◆ Problem statement: Pull every line containing the word "crate" out of the material below.

◆ ◆ ◆ ◆ ◆ ◆ ◆

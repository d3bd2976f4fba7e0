//! Filter bar view
//!
//! One button per category plus an "All" escape hatch, and the same for
//! tags with the first six shown directly and the rest behind a "+N more"
//! disclosure. The active control is highlighted on every view pass by
//! comparing its id against the current selection.

use iced::widget::{button, column, row, text, Column};
use iced::{Alignment, Element};
use iced_aw::Wrap;

use crate::state::catalog::Catalog;
use crate::state::filter::Selection;
use crate::Message;

/// Tags shown before the "+N more" disclosure kicks in
const VISIBLE_TAGS: usize = 6;

/// Build the whole filter bar
pub fn filter_bar<'a>(
    catalog: &'a Catalog,
    selection: &Selection,
    tags_expanded: bool,
) -> Element<'a, Message> {
    column![
        category_row(catalog, selection),
        tag_rows(catalog, selection, tags_expanded),
    ]
    .spacing(10)
    .into()
}

fn category_row<'a>(catalog: &'a Catalog, selection: &Selection) -> Element<'a, Message> {
    let mut buttons: Vec<Element<Message>> = Vec::with_capacity(catalog.categories.len() + 1);

    buttons.push(filter_button(
        "All",
        selection.category.is_none(),
        Message::CategoryClicked(None),
    ));
    for category in &catalog.categories {
        let active = selection.category.as_deref() == Some(category.id.as_str());
        buttons.push(filter_button(
            &category.name,
            active,
            Message::CategoryClicked(Some(category.id.clone())),
        ));
    }

    row![
        text("Categories:").size(14),
        Wrap::with_elements(buttons).spacing(6.0).line_spacing(6.0),
    ]
    .spacing(8)
    .align_y(Alignment::Center)
    .into()
}

fn tag_rows<'a>(
    catalog: &'a Catalog,
    selection: &Selection,
    tags_expanded: bool,
) -> Element<'a, Message> {
    let hidden = catalog.tags.len().saturating_sub(VISIBLE_TAGS);

    let mut buttons: Vec<Element<Message>> = Vec::with_capacity(VISIBLE_TAGS + 2);
    buttons.push(filter_button(
        "All",
        selection.tag.is_none(),
        Message::TagClicked(None),
    ));
    for tag in catalog.tags.iter().take(VISIBLE_TAGS) {
        buttons.push(tag_button(tag.name.as_str(), tag.id.as_str(), selection));
    }
    if hidden > 0 {
        let label = if tags_expanded {
            "show less".to_string()
        } else {
            format!("+{} more", hidden)
        };
        buttons.push(
            button(text(label).size(13))
                .on_press(Message::ToggleMoreTags)
                .padding(4)
                .style(button::text)
                .into(),
        );
    }

    let mut rows: Vec<Element<Message>> = vec![row![
        text("Tags:").size(14),
        Wrap::with_elements(buttons).spacing(6.0).line_spacing(6.0),
    ]
    .spacing(8)
    .align_y(Alignment::Center)
    .into()];

    // The collapsed remainder, revealed by the disclosure button
    if tags_expanded && hidden > 0 {
        let rest: Vec<Element<Message>> = catalog
            .tags
            .iter()
            .skip(VISIBLE_TAGS)
            .map(|tag| tag_button(tag.name.as_str(), tag.id.as_str(), selection))
            .collect();
        rows.push(
            Wrap::with_elements(rest)
                .spacing(6.0)
                .line_spacing(6.0)
                .into(),
        );
    }

    Column::with_children(rows).spacing(6).into()
}

fn tag_button<'a>(name: &'a str, id: &str, selection: &Selection) -> Element<'a, Message> {
    let active = selection.tag.as_deref() == Some(id);
    filter_button(name, active, Message::TagClicked(Some(id.to_string())))
}

fn filter_button<'a>(label: &'a str, active: bool, message: Message) -> Element<'a, Message> {
    button(text(label).size(13))
        .on_press(message)
        .padding(4)
        .style(if active { button::primary } else { button::secondary })
        .into()
}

◆ ◆ ◆ ◆ ◆ ◆ ◆

◆ Output for this exercise:
use crate::state::catalog::Catalog;
use crate::state::filter::Selection;
use crate::Message;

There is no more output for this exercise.